Altus Infusion- Patient Advocate Position
- Verify in network and out of network insurance benefits on patients for assigned client(s).
- Communicate with patients about financial responsibility and appointments, including amounts due at time of service and any account balances.
- Refer patients to appropriate financial assistance programs via assistance benefit investigations through internal assistance program specialists.
- Manage all of the communication between the doctor’s office, the patient, and our corporate office.
- Obtain authorizations, referrals, pre-determinations and pre-certifications as required by the patient’s plan.
- Have all patient’s insurance benefit investigations, authorizations, and determined cost share completed one week prior to patient’s scheduled infusion. This includes coordinating with various departments to determine if patient’s in or out of network benefits will be utilized and what types of financial assistance is available to the patient based on their plan type and diagnosis.
- Communicate patient cost share responsibilities with patient one week prior to patient arrival for infusion. This may require multiple calls to patient, leaving HIPAA compliant voice mails and waiting for patient to return call in order to accomplish this task. This may also require asking clinic staff to assist in contacting patient after multiple attempts to reach patient have failed.
- Have all necessary authorizations on file with payer prior to patient’s scheduled infusion.

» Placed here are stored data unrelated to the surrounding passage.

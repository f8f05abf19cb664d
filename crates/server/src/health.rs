use std::sync::Arc;

use axum::{extract::State, http::StatusCode, routing::get, Json, Router};
use chrono::Utc;
use rapport_agent::AgentRegistry;
use rapport_db::DbPool;
use serde::Serialize;
use tokio::sync::watch;
use tracing::{error, info};

#[derive(Clone)]
pub struct HealthState {
    db_pool: DbPool,
    registry: Arc<AgentRegistry>,
}

impl HealthState {
    pub fn new(db_pool: DbPool, registry: Arc<AgentRegistry>) -> Self {
        Self { db_pool, registry }
    }
}

#[derive(Clone, Debug, PartialEq, Eq, Serialize)]
pub struct HealthCheck {
    pub status: &'static str,
    pub detail: String,
}

#[derive(Clone, Debug, PartialEq, Eq, Serialize)]
pub struct AgentsCheck {
    pub status: &'static str,
    pub registered: Vec<String>,
}

#[derive(Clone, Debug, PartialEq, Eq, Serialize)]
pub struct HealthResponse {
    pub status: &'static str,
    pub service: HealthCheck,
    pub database: HealthCheck,
    pub agents: AgentsCheck,
    pub checked_at: String,
}

pub fn router(state: HealthState) -> Router {
    Router::new().route("/health", get(health)).with_state(state)
}

/// Serves `/health` until `shutdown` flips to `true`.
pub async fn spawn(
    bind_address: &str,
    port: u16,
    state: HealthState,
    mut shutdown: watch::Receiver<bool>,
) -> std::io::Result<tokio::task::JoinHandle<()>> {
    let address = format!("{bind_address}:{port}");
    let listener = tokio::net::TcpListener::bind(&address).await?;

    info!(
        event_name = "system.health.start",
        correlation_id = "bootstrap",
        bind_address = %address,
        "health endpoint started"
    );

    Ok(tokio::spawn(async move {
        let serve = axum::serve(listener, router(state)).with_graceful_shutdown(async move {
            let _ = shutdown.wait_for(|stopping| *stopping).await;
        });
        if let Err(error) = serve.await {
            error!(
                event_name = "system.health.error",
                correlation_id = "bootstrap",
                error = %error,
                "health endpoint server terminated unexpectedly"
            );
        }
    }))
}

pub async fn health(State(state): State<HealthState>) -> (StatusCode, Json<HealthResponse>) {
    let database = database_check(&state.db_pool).await;
    let agents = agents_check(&state.registry).await;
    let ready = database.status == "ready" && agents.status == "ready";

    let payload = HealthResponse {
        status: if ready { "ready" } else { "degraded" },
        service: HealthCheck {
            status: "ready",
            detail: "rapport-server runtime initialized".to_string(),
        },
        database,
        agents,
        checked_at: Utc::now().to_rfc3339(),
    };

    let status_code = if ready { StatusCode::OK } else { StatusCode::SERVICE_UNAVAILABLE };
    (status_code, Json(payload))
}

async fn database_check(pool: &DbPool) -> HealthCheck {
    match sqlx::query_scalar::<_, i64>("SELECT 1").fetch_one(pool).await {
        Ok(_) => HealthCheck { status: "ready", detail: "database query succeeded".to_string() },
        Err(error) => {
            HealthCheck { status: "degraded", detail: format!("database query failed: {error}") }
        }
    }
}

async fn agents_check(registry: &AgentRegistry) -> AgentsCheck {
    let mut registered = registry.agents().await;
    registered.sort();
    let status = if registered.is_empty() { "degraded" } else { "ready" };
    AgentsCheck { status, registered }
}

Failure to do so may result in denied claims, which results in loss to Altus Infusion, and may result in disciplinary action, up to and including termination.
- Complete a “New Start” patient within 3 business days from the date new order received. This includes making initial contact to introduce oneself to new patient, verifying insurance and financial assistance benefits, obtaining authorization, notifying patient of financial responsibility and ready to schedule status, and notifying clinic of patient’s readiness to schedule. This step also requires coordination with multiple departments to determine if patient’s in or out of network benefits will be utilized and what type of financial assistance is available to the patient based on their plan type and diagnosis.
- Ensure accuracy of all Verification of Benefit (VOB) forms, accuracy of all quotes of benefits communicated to patient, accuracy of amounts to be collected at time of service communicated to clinic via daily collection sheet, accuracy of patient status as in or out of network marked on VOB and daily collection sheet.
Additional Duties and Expectations:
- Follow all corporate, local, state and federal guidelines, including HIPAA and protecting patient confidentiality.
- Treat each patient as if they were a family member and take ownership of responsibilities.
- Some travel may be required.
- Ability to read and interpret written and verbal communication such as procedure manuals, insurance verification forms, insurance verification calls, insurance pre-determination and authorization forms. Ability to write correspondence and complete forms.
- Ability to speak effectively to patients and coworkers.
- Ability to communicate in a high pressure environment. Forms of communication may include verbal, written, and non-verbal, via the use of facsimile, email, phone and person to person.
- Ability to apply concepts of basic mathematics.
- Ability to solve practical problems and deal with a variety of concrete variables in situations where only limited standardization exists.
- Ability to manage multiple patients for multiple accounts.
- Possess good interpersonal skills.
- Adaptability/open mind to changes.
- Ability to audit third party work.
- Additional duties as assigned by management.